Work task
Please give back, word for word, each line from the start of the entries through the one in which "for (name, text)" is found.

(Collected data entries)
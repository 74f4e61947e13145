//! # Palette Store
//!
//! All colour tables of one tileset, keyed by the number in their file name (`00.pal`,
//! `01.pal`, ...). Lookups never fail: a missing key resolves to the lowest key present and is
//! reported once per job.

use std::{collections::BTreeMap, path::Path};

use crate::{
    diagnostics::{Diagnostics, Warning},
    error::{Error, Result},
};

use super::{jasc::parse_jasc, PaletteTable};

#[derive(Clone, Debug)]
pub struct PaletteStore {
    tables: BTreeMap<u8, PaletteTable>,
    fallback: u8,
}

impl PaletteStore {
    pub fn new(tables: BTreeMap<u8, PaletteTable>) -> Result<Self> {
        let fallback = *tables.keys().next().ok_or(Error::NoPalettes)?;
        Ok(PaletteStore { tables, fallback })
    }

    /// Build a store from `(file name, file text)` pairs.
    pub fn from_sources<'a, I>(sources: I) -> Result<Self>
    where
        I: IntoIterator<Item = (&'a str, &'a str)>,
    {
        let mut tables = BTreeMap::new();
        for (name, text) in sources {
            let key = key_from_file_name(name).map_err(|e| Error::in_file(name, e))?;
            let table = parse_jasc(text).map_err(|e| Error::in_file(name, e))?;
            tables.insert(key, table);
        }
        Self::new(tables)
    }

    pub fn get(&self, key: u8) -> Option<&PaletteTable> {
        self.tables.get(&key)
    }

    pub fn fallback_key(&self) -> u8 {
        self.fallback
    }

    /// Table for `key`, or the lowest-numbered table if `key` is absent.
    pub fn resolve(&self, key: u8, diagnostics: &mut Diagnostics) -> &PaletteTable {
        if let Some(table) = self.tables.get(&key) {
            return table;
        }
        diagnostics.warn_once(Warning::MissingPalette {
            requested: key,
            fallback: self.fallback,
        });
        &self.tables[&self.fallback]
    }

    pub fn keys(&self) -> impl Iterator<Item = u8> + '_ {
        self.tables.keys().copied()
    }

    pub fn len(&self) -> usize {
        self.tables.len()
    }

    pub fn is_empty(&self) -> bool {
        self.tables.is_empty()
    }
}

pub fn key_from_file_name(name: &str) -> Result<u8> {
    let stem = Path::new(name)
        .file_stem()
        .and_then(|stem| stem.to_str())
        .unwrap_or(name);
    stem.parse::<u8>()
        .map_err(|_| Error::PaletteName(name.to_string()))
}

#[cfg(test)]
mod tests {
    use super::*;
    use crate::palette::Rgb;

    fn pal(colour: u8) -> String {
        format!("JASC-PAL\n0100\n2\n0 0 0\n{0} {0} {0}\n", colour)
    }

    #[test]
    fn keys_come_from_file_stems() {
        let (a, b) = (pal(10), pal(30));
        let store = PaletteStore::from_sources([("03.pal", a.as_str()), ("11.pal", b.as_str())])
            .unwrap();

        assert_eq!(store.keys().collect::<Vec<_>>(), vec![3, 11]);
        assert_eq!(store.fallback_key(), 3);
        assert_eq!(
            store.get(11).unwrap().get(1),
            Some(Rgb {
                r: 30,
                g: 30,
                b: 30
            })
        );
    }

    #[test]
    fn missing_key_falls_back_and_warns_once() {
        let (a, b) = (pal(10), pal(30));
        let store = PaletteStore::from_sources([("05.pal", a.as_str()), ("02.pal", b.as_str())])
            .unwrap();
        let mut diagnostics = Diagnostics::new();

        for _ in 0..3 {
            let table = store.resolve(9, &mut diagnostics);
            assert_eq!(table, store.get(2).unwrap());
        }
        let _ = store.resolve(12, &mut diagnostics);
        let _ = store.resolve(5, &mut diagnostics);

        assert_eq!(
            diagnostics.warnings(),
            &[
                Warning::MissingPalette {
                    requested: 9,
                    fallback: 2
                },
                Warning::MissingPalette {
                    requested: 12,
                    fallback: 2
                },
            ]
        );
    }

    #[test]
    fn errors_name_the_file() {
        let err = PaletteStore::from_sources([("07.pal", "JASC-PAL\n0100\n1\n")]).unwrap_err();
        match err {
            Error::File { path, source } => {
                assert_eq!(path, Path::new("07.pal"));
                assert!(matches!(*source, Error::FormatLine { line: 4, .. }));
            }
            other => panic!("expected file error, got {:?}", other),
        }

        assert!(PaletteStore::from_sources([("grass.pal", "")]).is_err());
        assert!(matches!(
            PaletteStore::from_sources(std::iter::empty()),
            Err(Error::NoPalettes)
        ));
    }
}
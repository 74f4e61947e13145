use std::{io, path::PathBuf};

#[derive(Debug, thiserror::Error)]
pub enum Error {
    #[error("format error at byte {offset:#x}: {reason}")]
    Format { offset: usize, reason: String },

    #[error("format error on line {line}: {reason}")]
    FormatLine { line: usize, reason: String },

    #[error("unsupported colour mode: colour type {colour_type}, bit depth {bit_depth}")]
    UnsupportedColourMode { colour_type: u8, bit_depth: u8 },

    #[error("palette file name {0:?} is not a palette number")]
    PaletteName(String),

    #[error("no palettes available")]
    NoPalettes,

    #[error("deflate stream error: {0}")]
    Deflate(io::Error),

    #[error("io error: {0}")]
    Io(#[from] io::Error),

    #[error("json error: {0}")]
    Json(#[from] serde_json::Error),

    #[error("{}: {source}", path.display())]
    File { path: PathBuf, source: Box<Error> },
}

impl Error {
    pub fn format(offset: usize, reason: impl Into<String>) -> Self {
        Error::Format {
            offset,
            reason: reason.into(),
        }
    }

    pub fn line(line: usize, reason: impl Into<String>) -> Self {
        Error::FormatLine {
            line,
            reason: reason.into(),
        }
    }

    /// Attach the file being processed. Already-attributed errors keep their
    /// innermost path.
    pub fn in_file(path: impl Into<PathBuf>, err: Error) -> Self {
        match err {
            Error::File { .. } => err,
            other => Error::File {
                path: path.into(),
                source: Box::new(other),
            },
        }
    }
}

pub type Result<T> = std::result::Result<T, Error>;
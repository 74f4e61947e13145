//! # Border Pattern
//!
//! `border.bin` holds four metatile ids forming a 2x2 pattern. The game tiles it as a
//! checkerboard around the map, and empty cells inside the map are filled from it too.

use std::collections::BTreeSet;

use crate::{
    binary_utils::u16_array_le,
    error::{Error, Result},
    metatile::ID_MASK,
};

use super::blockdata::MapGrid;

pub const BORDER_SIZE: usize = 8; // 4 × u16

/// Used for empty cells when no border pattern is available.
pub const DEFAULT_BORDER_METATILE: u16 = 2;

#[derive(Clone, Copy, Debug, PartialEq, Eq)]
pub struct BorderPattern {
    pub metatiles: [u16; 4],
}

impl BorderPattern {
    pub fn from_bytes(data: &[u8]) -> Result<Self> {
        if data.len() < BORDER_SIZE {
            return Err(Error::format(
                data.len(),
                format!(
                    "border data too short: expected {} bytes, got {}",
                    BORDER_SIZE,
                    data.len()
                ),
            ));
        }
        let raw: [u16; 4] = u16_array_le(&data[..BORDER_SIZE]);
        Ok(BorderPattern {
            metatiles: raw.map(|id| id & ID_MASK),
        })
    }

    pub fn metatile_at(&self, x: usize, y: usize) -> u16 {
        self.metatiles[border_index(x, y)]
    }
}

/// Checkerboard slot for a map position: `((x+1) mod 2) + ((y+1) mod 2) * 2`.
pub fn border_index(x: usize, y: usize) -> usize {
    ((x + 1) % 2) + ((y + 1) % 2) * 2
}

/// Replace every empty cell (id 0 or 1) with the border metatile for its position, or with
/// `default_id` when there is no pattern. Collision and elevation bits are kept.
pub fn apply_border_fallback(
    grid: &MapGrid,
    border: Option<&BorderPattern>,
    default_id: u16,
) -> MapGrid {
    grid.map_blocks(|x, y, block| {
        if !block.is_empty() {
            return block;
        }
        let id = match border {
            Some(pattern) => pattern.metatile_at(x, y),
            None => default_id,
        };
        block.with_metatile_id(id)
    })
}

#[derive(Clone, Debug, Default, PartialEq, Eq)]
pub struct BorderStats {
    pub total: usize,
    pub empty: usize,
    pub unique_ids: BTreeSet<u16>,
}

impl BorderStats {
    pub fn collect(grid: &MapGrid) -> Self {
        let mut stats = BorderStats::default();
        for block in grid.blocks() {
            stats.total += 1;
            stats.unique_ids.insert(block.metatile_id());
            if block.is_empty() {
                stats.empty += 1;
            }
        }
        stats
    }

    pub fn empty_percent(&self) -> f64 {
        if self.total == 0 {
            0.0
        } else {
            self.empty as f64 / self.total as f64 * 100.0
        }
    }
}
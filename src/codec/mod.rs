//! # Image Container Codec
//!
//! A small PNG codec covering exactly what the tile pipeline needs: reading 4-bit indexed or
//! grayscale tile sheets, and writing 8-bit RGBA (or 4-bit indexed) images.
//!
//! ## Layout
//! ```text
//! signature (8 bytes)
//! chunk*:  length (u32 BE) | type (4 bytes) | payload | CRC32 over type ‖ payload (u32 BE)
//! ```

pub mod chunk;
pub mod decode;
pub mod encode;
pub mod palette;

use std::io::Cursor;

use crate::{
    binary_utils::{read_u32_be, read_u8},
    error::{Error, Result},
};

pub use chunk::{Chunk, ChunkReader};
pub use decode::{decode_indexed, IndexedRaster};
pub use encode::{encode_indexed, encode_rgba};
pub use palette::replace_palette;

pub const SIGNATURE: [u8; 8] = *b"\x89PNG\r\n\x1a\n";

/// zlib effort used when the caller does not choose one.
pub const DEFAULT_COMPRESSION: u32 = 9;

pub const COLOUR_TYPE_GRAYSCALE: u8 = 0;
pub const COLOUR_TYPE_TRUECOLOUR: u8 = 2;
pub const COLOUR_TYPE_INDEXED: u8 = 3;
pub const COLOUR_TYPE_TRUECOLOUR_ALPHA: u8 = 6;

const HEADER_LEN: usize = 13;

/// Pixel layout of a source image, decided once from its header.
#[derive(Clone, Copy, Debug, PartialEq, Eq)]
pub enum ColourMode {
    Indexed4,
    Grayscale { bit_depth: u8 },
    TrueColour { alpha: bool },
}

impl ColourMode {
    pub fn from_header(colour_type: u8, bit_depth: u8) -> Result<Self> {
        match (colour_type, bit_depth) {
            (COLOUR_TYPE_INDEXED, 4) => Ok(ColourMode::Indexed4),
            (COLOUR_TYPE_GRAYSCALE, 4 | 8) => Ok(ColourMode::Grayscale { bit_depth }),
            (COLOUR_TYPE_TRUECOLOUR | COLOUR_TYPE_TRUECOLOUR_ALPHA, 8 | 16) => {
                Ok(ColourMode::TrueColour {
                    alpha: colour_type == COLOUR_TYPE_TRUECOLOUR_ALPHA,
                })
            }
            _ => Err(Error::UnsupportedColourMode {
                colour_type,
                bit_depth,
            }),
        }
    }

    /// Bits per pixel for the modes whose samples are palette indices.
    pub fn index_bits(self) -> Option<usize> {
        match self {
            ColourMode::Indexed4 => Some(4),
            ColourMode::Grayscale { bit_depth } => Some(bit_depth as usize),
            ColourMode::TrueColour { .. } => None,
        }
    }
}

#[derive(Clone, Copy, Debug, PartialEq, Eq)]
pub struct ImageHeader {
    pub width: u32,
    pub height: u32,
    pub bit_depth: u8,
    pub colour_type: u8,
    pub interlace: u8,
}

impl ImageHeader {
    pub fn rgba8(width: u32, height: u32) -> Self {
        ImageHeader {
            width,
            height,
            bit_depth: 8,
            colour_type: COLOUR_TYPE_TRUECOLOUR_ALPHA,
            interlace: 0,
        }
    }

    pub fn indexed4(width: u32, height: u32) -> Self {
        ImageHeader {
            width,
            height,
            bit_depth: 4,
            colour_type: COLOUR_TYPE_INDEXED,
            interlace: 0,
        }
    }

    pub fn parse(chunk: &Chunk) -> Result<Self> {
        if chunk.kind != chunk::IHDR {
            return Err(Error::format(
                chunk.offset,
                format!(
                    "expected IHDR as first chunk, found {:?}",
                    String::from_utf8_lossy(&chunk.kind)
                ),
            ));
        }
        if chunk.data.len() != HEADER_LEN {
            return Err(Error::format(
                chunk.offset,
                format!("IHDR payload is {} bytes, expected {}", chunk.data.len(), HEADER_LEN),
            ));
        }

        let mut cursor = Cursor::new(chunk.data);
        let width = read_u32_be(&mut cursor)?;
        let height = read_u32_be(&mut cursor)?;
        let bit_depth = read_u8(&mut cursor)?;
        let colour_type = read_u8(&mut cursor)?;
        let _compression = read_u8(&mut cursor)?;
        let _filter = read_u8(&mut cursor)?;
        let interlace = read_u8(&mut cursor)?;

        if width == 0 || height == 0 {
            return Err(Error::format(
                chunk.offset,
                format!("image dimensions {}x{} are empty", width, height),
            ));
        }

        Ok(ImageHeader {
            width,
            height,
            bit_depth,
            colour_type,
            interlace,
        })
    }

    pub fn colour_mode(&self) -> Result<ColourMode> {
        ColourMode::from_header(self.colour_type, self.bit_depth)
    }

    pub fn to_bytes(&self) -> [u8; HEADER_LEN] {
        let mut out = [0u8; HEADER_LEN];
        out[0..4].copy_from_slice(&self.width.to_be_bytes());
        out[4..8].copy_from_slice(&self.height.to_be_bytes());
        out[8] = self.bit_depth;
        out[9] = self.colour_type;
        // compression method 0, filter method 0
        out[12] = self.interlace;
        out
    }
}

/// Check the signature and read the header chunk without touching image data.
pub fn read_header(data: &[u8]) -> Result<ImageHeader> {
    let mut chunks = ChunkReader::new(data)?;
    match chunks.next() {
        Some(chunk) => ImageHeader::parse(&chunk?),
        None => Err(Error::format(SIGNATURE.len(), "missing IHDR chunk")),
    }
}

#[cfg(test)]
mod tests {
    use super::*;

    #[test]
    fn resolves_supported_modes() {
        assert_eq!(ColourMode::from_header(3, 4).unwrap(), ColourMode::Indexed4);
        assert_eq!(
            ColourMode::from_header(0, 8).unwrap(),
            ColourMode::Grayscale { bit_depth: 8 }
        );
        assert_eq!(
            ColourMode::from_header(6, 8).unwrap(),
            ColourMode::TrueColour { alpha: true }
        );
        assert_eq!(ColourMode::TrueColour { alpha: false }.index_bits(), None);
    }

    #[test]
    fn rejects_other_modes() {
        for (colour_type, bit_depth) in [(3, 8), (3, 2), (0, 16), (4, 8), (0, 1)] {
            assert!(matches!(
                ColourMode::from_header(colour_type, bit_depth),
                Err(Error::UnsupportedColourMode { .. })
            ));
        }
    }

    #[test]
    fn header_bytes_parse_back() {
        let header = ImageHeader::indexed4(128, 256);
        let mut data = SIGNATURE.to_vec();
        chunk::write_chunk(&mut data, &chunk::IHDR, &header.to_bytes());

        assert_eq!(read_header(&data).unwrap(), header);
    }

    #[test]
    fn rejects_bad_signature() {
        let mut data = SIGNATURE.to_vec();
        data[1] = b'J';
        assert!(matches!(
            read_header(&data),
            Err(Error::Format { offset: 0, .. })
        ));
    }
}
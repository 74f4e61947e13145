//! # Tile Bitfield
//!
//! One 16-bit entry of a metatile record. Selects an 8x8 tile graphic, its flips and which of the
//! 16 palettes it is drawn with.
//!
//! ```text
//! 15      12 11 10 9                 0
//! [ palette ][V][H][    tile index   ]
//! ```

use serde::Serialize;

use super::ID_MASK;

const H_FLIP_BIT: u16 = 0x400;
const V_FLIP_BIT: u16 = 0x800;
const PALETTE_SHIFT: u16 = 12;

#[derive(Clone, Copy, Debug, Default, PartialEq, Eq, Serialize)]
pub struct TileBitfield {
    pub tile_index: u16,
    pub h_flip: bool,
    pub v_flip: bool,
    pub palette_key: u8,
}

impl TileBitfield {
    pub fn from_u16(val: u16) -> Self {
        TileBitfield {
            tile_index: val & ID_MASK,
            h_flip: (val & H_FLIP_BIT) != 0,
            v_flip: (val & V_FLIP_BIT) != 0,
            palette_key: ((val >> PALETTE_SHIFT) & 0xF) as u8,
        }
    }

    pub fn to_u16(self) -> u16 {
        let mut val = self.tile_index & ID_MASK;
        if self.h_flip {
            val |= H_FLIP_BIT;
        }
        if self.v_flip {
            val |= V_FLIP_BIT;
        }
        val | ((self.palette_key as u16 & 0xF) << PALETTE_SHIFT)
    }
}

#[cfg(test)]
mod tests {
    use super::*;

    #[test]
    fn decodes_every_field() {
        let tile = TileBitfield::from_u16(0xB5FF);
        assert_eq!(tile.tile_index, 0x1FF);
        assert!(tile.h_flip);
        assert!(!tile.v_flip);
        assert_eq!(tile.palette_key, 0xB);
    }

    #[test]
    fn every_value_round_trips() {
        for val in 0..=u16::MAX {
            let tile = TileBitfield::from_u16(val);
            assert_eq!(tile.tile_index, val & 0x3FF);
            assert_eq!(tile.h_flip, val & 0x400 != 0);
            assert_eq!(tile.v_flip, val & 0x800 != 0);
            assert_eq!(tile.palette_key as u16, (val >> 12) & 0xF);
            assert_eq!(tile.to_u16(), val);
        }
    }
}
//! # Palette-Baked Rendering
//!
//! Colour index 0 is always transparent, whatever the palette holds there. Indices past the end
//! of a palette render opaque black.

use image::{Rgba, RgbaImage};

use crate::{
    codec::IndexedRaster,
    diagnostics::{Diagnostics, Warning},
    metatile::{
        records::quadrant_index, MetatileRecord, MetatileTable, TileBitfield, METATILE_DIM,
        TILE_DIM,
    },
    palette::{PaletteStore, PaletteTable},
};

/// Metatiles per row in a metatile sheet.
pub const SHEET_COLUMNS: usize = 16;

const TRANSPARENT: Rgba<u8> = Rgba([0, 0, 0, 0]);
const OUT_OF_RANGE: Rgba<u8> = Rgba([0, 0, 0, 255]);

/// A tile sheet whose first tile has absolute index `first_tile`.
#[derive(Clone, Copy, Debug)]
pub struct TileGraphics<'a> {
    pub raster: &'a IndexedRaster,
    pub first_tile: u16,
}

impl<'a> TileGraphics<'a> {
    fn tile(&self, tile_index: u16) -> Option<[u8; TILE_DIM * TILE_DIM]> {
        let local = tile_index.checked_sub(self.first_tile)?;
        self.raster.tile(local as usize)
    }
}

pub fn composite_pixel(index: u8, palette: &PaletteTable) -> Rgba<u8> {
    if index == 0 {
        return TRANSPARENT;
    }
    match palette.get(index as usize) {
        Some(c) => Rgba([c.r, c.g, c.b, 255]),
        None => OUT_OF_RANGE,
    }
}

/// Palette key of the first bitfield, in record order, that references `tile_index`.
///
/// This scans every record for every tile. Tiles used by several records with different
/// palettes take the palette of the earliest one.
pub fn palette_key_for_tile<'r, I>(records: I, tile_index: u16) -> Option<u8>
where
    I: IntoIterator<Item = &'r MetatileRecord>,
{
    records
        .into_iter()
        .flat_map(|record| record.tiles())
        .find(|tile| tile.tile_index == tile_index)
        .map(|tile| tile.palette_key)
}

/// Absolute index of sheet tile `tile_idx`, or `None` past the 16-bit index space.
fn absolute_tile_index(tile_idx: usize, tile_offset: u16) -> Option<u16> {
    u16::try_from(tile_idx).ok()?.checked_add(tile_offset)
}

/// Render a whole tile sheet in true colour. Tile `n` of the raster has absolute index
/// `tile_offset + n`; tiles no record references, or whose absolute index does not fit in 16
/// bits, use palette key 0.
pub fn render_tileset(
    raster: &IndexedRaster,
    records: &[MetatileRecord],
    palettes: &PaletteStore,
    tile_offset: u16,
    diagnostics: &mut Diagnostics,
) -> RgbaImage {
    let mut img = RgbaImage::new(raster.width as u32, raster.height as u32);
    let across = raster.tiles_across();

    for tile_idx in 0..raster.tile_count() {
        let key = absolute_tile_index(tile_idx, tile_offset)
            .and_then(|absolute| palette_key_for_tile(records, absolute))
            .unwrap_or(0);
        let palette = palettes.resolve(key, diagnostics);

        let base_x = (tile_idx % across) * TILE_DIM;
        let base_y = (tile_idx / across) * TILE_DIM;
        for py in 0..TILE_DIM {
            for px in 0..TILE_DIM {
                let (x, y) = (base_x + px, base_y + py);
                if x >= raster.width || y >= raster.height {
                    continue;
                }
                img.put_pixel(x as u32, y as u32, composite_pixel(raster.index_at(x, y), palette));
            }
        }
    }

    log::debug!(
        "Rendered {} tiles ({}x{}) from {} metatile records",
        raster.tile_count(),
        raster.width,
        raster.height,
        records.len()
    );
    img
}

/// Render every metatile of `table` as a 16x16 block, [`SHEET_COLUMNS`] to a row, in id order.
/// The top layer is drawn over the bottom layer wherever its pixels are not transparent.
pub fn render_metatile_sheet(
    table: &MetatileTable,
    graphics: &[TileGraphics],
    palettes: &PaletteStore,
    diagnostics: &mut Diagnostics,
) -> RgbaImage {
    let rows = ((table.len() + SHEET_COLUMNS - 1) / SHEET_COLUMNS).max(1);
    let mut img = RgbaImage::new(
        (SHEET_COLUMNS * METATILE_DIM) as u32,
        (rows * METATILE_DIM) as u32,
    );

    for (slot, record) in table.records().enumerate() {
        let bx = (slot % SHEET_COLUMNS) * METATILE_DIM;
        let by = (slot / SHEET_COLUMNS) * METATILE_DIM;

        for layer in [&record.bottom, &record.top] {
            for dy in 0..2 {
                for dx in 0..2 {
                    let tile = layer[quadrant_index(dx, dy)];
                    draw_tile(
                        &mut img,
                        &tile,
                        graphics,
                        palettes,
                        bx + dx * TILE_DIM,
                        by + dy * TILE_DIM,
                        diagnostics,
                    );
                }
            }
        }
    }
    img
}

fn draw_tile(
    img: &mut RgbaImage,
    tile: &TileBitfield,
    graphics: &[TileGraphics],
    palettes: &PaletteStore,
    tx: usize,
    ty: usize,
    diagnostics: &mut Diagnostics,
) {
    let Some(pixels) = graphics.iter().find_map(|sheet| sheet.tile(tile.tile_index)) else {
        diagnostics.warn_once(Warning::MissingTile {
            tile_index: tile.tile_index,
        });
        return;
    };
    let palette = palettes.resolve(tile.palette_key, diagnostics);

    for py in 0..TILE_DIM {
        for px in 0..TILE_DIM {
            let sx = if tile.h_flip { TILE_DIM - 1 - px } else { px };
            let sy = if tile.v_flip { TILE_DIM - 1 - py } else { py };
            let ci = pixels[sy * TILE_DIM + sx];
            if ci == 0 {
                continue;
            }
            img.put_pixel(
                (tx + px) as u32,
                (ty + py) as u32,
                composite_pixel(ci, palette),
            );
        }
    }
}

Output for this task
repository 74f4e61947e13145
//! # Palette Store
//!
//! All colour tables of one tileset, keyed by the number in their file name (`00.pal`,
//! `01.pal`, ...). Lookups never fail: a missing key resolves to the lowest key present and is
//! reported once per job.

use std::{collections::BTreeMap, path::Path};

use crate::{
    diagnostics::{Diagnostics, Warning},
    error::{Error, Result},
};

use super::{jasc::parse_jasc, PaletteTable};

#[derive(Clone, Debug)]
pub struct PaletteStore {
    tables: BTreeMap<u8, PaletteTable>,
    fallback: u8,
}

impl PaletteStore {
    pub fn new(tables: BTreeMap<u8, PaletteTable>) -> Result<Self> {
        let fallback = *tables.keys().next().ok_or(Error::NoPalettes)?;
        Ok(PaletteStore { tables, fallback })
    }

    /// Build a store from `(file name, file text)` pairs.
    pub fn from_sources<'a, I>(sources: I) -> Result<Self>
    where
        I: IntoIterator<Item = (&'a str, &'a str)>,
    {
        let mut tables = BTreeMap::new();
        for (name, text) in sources {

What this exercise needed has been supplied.